• Name of the item: Art Painting – “Three Children” – Contemporary Art, author Nikola Martinoski (born in Krusevo). Martinoski is one of the most important Macedonian contemporary artists who created in Macedonia and beyond.
  • Period/date : 1957
  • Origin: Depot of artwork of contemporary painting art exhibited in department of contemporary art in the N.I.”Institute and Museum” Bitola
  • Material/technique: oil paints on canvas
  • Dimensions: 30 Х 45 cm

Уметничка слика –„Три деца““- современа уметност, автор Никола Мартиноски

Short story (description):

The picture depicts – three children, aged like ten years.
The lower half of the picture shows two children – a girl, on the left is a girl who is facing us. The hair is dark with two braids that fall to her shoulder. She holds a bag in her hands, clasped to her left leg and leaning against the ground. She is barefoot. Her dress is modest and poor, worn. On the right is another girl who is also seated, half-turned to the right.

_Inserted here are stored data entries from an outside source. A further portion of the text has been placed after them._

use chrono::{DateTime, Utc, Weekday};
use serde::{Deserialize, Serialize};
use std::fmt;
use std::str::FromStr;
use thiserror::Error;
use uuid::Uuid;

use crate::error::CoreError;

/// Built-in repetition patterns.
///
/// Serialized with the names the task records have always carried
/// (`"Bi-Weekly"` included); the SQLite column stores the lowercase identifier.
#[derive(Debug, Clone, Copy, Serialize, Deserialize, PartialEq, Eq, Hash, Default, sqlx::Type)]
#[sqlx(type_name = "TEXT", rename_all = "lowercase")]
pub enum Pattern {
    #[default]
    None,
    Daily,
    Weekdays,
    Weekly,
    #[serde(rename = "Bi-Weekly")]
    Biweekly,
    Monthly,
    Yearly,
    Custom,
}

impl Pattern {
    pub const ALL: [Pattern; 8] = [
        Pattern::None,
        Pattern::Daily,
        Pattern::Weekdays,
        Pattern::Weekly,
        Pattern::Biweekly,
        Pattern::Monthly,
        Pattern::Yearly,
        Pattern::Custom,
    ];
}

impl fmt::Display for Pattern {
    fn fmt(&self, f: &mut fmt::Formatter<'_>) -> fmt::Result {
        let name = match self {
            Pattern::None => "none",
            Pattern::Daily => "daily",
            Pattern::Weekdays => "weekdays",
            Pattern::Weekly => "weekly",
            Pattern::Biweekly => "biweekly",
            Pattern::Monthly => "monthly",
            Pattern::Yearly => "yearly",
            Pattern::Custom => "custom",
        };
        write!(f, "{}", name)
    }
}

#[derive(Error, Debug, PartialEq)]
#[error("Invalid recurrence pattern: {0}")]
pub struct ParsePatternError(String);

impl FromStr for Pattern {
    type Err = ParsePatternError;

    fn from_str(s: &str) -> Result<Self, Self::Err> {
        match s.to_lowercase().as_str() {
            "none" => Ok(Pattern::None),
            "daily" => Ok(Pattern::Daily),
            "weekdays" => Ok(Pattern::Weekdays),
            "weekly" => Ok(Pattern::Weekly),
            "biweekly" | "bi-weekly" => Ok(Pattern::Biweekly),
            "monthly" => Ok(Pattern::Monthly),
            "yearly" => Ok(Pattern::Yearly),
            "custom" => Ok(Pattern::Custom),
            _ => Err(ParsePatternError(s.to_string())),
        }
    }
}

/// Unit of a user-defined rule.
#[derive(Debug, Clone, Copy, Serialize, Deserialize, PartialEq, Eq, Hash)]
#[serde(rename_all = "lowercase")]
pub enum RecurrenceUnit {
    Day,
    Week,
    Month,
    Year,
}

impl fmt::Display for RecurrenceUnit {
    fn fmt(&self, f: &mut fmt::Formatter<'_>) -> fmt::Result {
        match self {
            RecurrenceUnit::Day => write!(f, "day"),
            RecurrenceUnit::Week => write!(f, "week"),
            RecurrenceUnit::Month => write!(f, "month"),
            RecurrenceUnit::Year => write!(f, "year"),
        }
    }
}

#[derive(Error, Debug, PartialEq)]
#[error("Invalid recurrence unit: {0}")]
pub struct ParseRecurrenceUnitError(String);

impl FromStr for RecurrenceUnit {
    type Err = ParseRecurrenceUnitError;

    fn from_str(s: &str) -> Result<Self, Self::Err> {
        match s.to_lowercase().trim_end_matches('s') {
            "day" => Ok(RecurrenceUnit::Day),
            "week" => Ok(RecurrenceUnit::Week),
            "month" => Ok(RecurrenceUnit::Month),
            "year" => Ok(RecurrenceUnit::Year),
            _ => Err(ParseRecurrenceUnitError(s.to_string())),
        }
    }
}

/// Set of weekdays, persisted as a list of day numbers 1-7 where 1 is Sunday.
#[derive(Debug, Clone, Copy, PartialEq, Eq, Hash, Default, Serialize, Deserialize)]
#[serde(try_from = "Vec<u8>", into = "Vec<u8>")]
pub struct WeekdaySet(u8);

impl WeekdaySet {
    pub fn empty() -> Self {
        Self(0)
    }

    pub fn insert(&mut self, day: Weekday) {
        self.0 |= 1 << day.num_days_from_sunday();
    }

    pub fn contains(&self, day: Weekday) -> bool {
        self.0 & (1 << day.num_days_from_sunday()) != 0
    }

    pub fn is_empty(&self) -> bool {
        self.0 == 0
    }

    pub fn len(&self) -> usize {
        self.0.count_ones() as usize
    }

    /// Day numbers in ascending order, 1 = Sunday.
    pub fn day_numbers(&self) -> Vec<u8> {
        (1..=7u8).filter(|n| self.0 & (1 << (n - 1)) != 0).collect()
    }
}

impl FromIterator<Weekday> for WeekdaySet {
    fn from_iter<I: IntoIterator<Item = Weekday>>(iter: I) -> Self {
        let mut set = WeekdaySet::empty();
        for day in iter {
            set.insert(day);
        }
        set
    }
}

impl TryFrom<Vec<u8>> for WeekdaySet {
    type Error = String;

    fn try_from(numbers: Vec<u8>) -> Result<Self, Self::Error> {
        let mut bits = 0u8;
        for n in numbers {
            if !(1..=7).contains(&n) {
                return Err(format!("weekday number {} is outside 1-7", n));
            }
            bits |= 1 << (n - 1);
        }
        Ok(Self(bits))
    }
}

impl From<WeekdaySet> for Vec<u8> {
    fn from(set: WeekdaySet) -> Self {
        set.day_numbers()
    }
}

/// User-defined repetition rule, stored as a JSON record next to the task.
#[serde_with::skip_serializing_none]
#[derive(Debug, Clone, PartialEq, Eq, Serialize, Deserialize)]
#[serde(rename_all = "camelCase")]
pub struct CustomRule {
    pub frequency: u32,
    pub unit: RecurrenceUnit,
    /// Only consulted for weekly rules.
    pub days_of_week: Option<WeekdaySet>,
    /// Only consulted for monthly rules.
    pub day_of_month: Option<u32>,
    /// Carried for round-tripping, not used for resolution.
    pub week_of_month: Option<u32>,
    /// Carried for round-tripping, not used for resolution.
    pub month_of_year: Option<u32>,
}

impl CustomRule {
    pub fn new(frequency: u32, unit: RecurrenceUnit) -> Self {
        Self {
            frequency,
            unit,
            days_of_week: None,
            day_of_month: None,
            week_of_month: None,
            month_of_year: None,
        }
    }

    pub fn on_days(mut self, days: impl IntoIterator<Item = Weekday>) -> Self {
        self.days_of_week = Some(days.into_iter().collect());
        self
    }

    pub fn on_day_of_month(mut self, day: u32) -> Self {
        self.day_of_month = Some(day);
        self
    }

    pub fn to_json(&self) -> Result<String, CoreError> {
        Ok(serde_json::to_string(self)?)
    }

    pub fn from_json(raw: &str) -> Result<Self, CoreError> {
        Ok(serde_json::from_str(raw)?)
    }
}

#[derive(Debug, Clone, Serialize, Deserialize, PartialEq)]
pub struct Occurrence {
    pub id: Uuid,
    pub title: String,
    pub notes: Option<String>,
    pub due_at: Option<DateTime<Utc>>,
    pub project_id: Option<Uuid>,
    pub section_id: Option<Uuid>,
    pub completed: bool,
    pub completed_at: Option<DateTime<Utc>>,
    pub created_at: DateTime<Utc>,
    pub updated_at: DateTime<Utc>,
    pub is_recurring: bool,
    pub pattern: Pattern,
    /// Present iff `pattern == Custom`; a Custom pattern without it never generates.
    pub custom_rule: Option<CustomRule>,
    /// No occurrence is generated past this instant.
    pub series_end: Option<DateTime<Utc>>,
    /// Occurrences still owed by the series. Generation stops at zero.
    pub remaining_count: Option<u32>,
    /// The occurrence this one was generated from. `None` on a series root.
    pub lineage_parent_id: Option<Uuid>,
}

impl Default for Occurrence {
    fn default() -> Self {
        Self {
            id: Uuid::now_v7(),
            title: "".to_string(),
            notes: None,
            due_at: None,
            project_id: None,
            section_id: None,
            completed: false,
            completed_at: None,
            created_at: Utc::now(),
            updated_at: Utc::now(),
            is_recurring: false,
            pattern: Pattern::None,
            custom_rule: None,
            series_end: None,
            remaining_count: None,
            lineage_parent_id: None,
        }
    }
}

impl Occurrence {
    pub fn is_root(&self) -> bool {
        self.lineage_parent_id.is_none()
    }

    /// Whether this occurrence can produce a successor at all.
    ///
    /// `pattern == None` and a Custom pattern without its rule are both
    /// treated as non-recurring regardless of `is_recurring`.
    pub fn has_active_rule(&self) -> bool {
        if !self.is_recurring {
            return false;
        }
        match self.pattern {
            Pattern::None => false,
            Pattern::Custom => self.custom_rule.is_some(),
            _ => true,
        }
    }

    /// Whether the series has used up its budget or passed its end date.
    pub fn is_exhausted_at(&self, now: DateTime<Utc>) -> bool {
        if self.remaining_count == Some(0) {
            return true;
        }
        matches!(self.series_end, Some(end) if end < now)
    }

    pub fn same_rule_as(&self, other: &Occurrence) -> bool {
        self.pattern == other.pattern && self.custom_rule == other.custom_rule
    }

    /// Copies the template fields shared by every member of a series.
    pub fn apply_template_from(&mut self, template: &Occurrence) {
        self.title = template.title.clone();
        self.notes = template.notes.clone();
        self.is_recurring = template.is_recurring;
        self.pattern = template.pattern;
        self.custom_rule = template.custom_rule.clone();
        self.series_end = template.series_end;
        self.project_id = template.project_id;
        self.section_id = template.section_id;
    }

    pub fn mark_completed(&mut self, now: DateTime<Utc>) {
        self.completed = true;
        self.completed_at = Some(now);
        self.updated_at = now;
    }

    /// Checks the recurrence settings a caller is about to persist.
    pub fn validate_recurrence(&self) -> Result<(), CoreError> {
        if self.series_end.is_some() && self.remaining_count.is_some() {
            return Err(CoreError::InvalidInput(
                "A series ends either on a date or after a count, not both".to_string(),
            ));
        }
        match (self.pattern, &self.custom_rule) {
            (Pattern::Custom, Some(rule)) => rule.validate(),
            (Pattern::Custom, None) => Ok(()),
            (_, Some(_)) => Err(CoreError::InvalidInput(format!(
                "A custom rule requires the custom pattern, found '{}'",
                self.pattern
            ))),
            (_, None) => Ok(()),
        }
    }

    pub fn short_id(&self) -> String {
        self.id.to_string()[..8].to_string()
    }
}

#[derive(Debug, Clone, Default)]
pub struct NewOccurrenceData {
    pub title: String,
    pub notes: Option<String>,
    pub due_at: Option<DateTime<Utc>>,
    pub project_id: Option<Uuid>,
    pub section_id: Option<Uuid>,
    /// When set, the occurrence becomes the root of a recurring series.
    pub pattern: Option<Pattern>,
    pub custom_rule: Option<CustomRule>,
    pub series_end: Option<DateTime<Utc>>,
    pub remaining_count: Option<u32>,
}

impl NewOccurrenceData {
    pub fn into_occurrence(self, now: DateTime<Utc>) -> Result<Occurrence, CoreError> {
        if self.title.trim().is_empty() {
            return Err(CoreError::InvalidInput("Title cannot be empty".to_string()));
        }
        let pattern = self.pattern.unwrap_or(Pattern::None);
        let occurrence = Occurrence {
            id: Uuid::now_v7(),
            title: self.title,
            notes: self.notes,
            due_at: self.due_at,
            project_id: self.project_id,
            section_id: self.section_id,
            completed: false,
            completed_at: None,
            created_at: now,
            updated_at: now,
            is_recurring: pattern != Pattern::None,
            pattern,
            custom_rule: self.custom_rule,
            series_end: self.series_end,
            remaining_count: self.remaining_count,
            lineage_parent_id: None,
        };
        occurrence.validate_recurrence()?;
        Ok(occurrence)
    }
}

/// Field edits; the outer `Option` means "leave unchanged".
#[derive(Debug, Clone, Default)]
pub struct UpdateOccurrenceData {
    pub title: Option<String>,
    pub notes: Option<Option<String>>,
    pub due_at: Option<Option<DateTime<Utc>>>,
    pub project_id: Option<Option<Uuid>>,
    pub section_id: Option<Option<Uuid>>,
    pub pattern: Option<Pattern>,
    pub custom_rule: Option<Option<CustomRule>>,
    pub series_end: Option<Option<DateTime<Utc>>>,
    pub remaining_count: Option<Option<u32>>,
}

impl UpdateOccurrenceData {
    pub fn apply_to(self, occurrence: &mut Occurrence, now: DateTime<Utc>) -> Result<(), CoreError> {
        if let Some(title) = self.title {
            if title.trim().is_empty() {
                return Err(CoreError::InvalidInput("Title cannot be empty".to_string()));
            }
            occurrence.title = title;
        }
        if let Some(notes) = self.notes {
            occurrence.notes = notes;
        }
        if let Some(due_at) = self.due_at {
            occurrence.due_at = due_at;
        }
        if let Some(project_id) = self.project_id {
            occurrence.project_id = project_id;
        }
        if let Some(section_id) = self.section_id {
            occurrence.section_id = section_id;
        }
        if let Some(pattern) = self.pattern {
            occurrence.pattern = pattern;
            occurrence.is_recurring = pattern != Pattern::None;
            if pattern != Pattern::Custom {
                occurrence.custom_rule = None;
            }
        }
        if let Some(custom_rule) = self.custom_rule {
            occurrence.custom_rule = custom_rule;
        }
        if let Some(series_end) = self.series_end {
            occurrence.series_end = series_end;
        }
        if let Some(remaining_count) = self.remaining_count {
            occurrence.remaining_count = remaining_count;
        }
        if !occurrence.is_recurring {
            occurrence.series_end = None;
            occurrence.remaining_count = None;
        }
        occurrence.updated_at = now;
        occurrence.validate_recurrence()
    }

    pub fn touches_template(&self) -> bool {
        self.title.is_some()
            || self.notes.is_some()
            || self.project_id.is_some()
            || self.section_id.is_some()
            || self.pattern.is_some()
            || self.custom_rule.is_some()
            || self.series_end.is_some()
            || self.remaining_count.is_some()
    }
}

/// Scope for edits made to a member of a series
#[derive(Debug, Clone, Copy, PartialEq, Eq)]
pub enum EditScope {
    /// Affect only the selected occurrence
    ThisOccurrence,
    /// Update the occurrence and carry the template fields to its pending descendants
    ThisAndFuture,
}

impl fmt::Display for EditScope {
    fn fmt(&self, f: &mut fmt::Formatter<'_>) -> fmt::Result {
        match self {
            EditScope::ThisOccurrence => write!(f, "occurrence"),
            EditScope::ThisAndFuture => write!(f, "future"),
        }
    }
}

impl FromStr for EditScope {
    type Err = ParseEditScopeError;

    fn from_str(s: &str) -> Result<Self, Self::Err> {
        match s.to_lowercase().as_str() {
            "occurrence" | "this" => Ok(EditScope::ThisOccurrence),
            "future" | "this_and_future" => Ok(EditScope::ThisAndFuture),
            _ => Err(ParseEditScopeError(s.to_string())),
        }
    }
}

#[derive(Error, Debug, PartialEq)]
#[error("Invalid edit scope: {0}")]
pub struct ParseEditScopeError(String);

#[derive(Debug, Clone, Copy, PartialEq, Eq)]
pub enum DeleteMode {
    /// Remove only this occurrence; its children are re-linked to its parent.
    ThisOccurrence,
    /// Remove this occurrence and every series member due at or after it.
    ThisAndFuture,
}

#[derive(Debug)]
pub enum CompletionResult {
    Single(Occurrence),
    Recurring { completed: Occurrence, next: Occurrence },
    /// The series had nothing left to generate.
    SeriesEnded(Occurrence),
}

On her head she has a light canvas scarf, wearing also modest and worn clothes. She is turned toward us, sad, imagined, unhappy.
In the middle of the picture, between the two girls and at the height to the very top of the picture is a boy sitting on a chair. He is taller than the girls, facing toward us and he is modestly dressed, wearing rags.
The three children in the picture are quiet, imaginative, sad, hungry and poor.
During this period Martinoski often created images with similar motifs: children actually girls and boys, young mothers with babies, they are all sad, poor and living hard, struggling for elemental overlap and existence.
This way of painting is known as social, engaged painting, the author with all his love for people, through his creativity struggles against injustices in society, poverty, loneliness, abandonment.
Martinoski does this with quick strokes, with elemental drawing, above all trying to portray the character of the person – sad, humiliated, deprived, impoverished.

Use: The painting is displayed in the permanent exhibition section of the Bitola Museum and is important for monitoring the development of culture and creativity in Bitola and affirmation of the NI Institute and Museum of Bitola.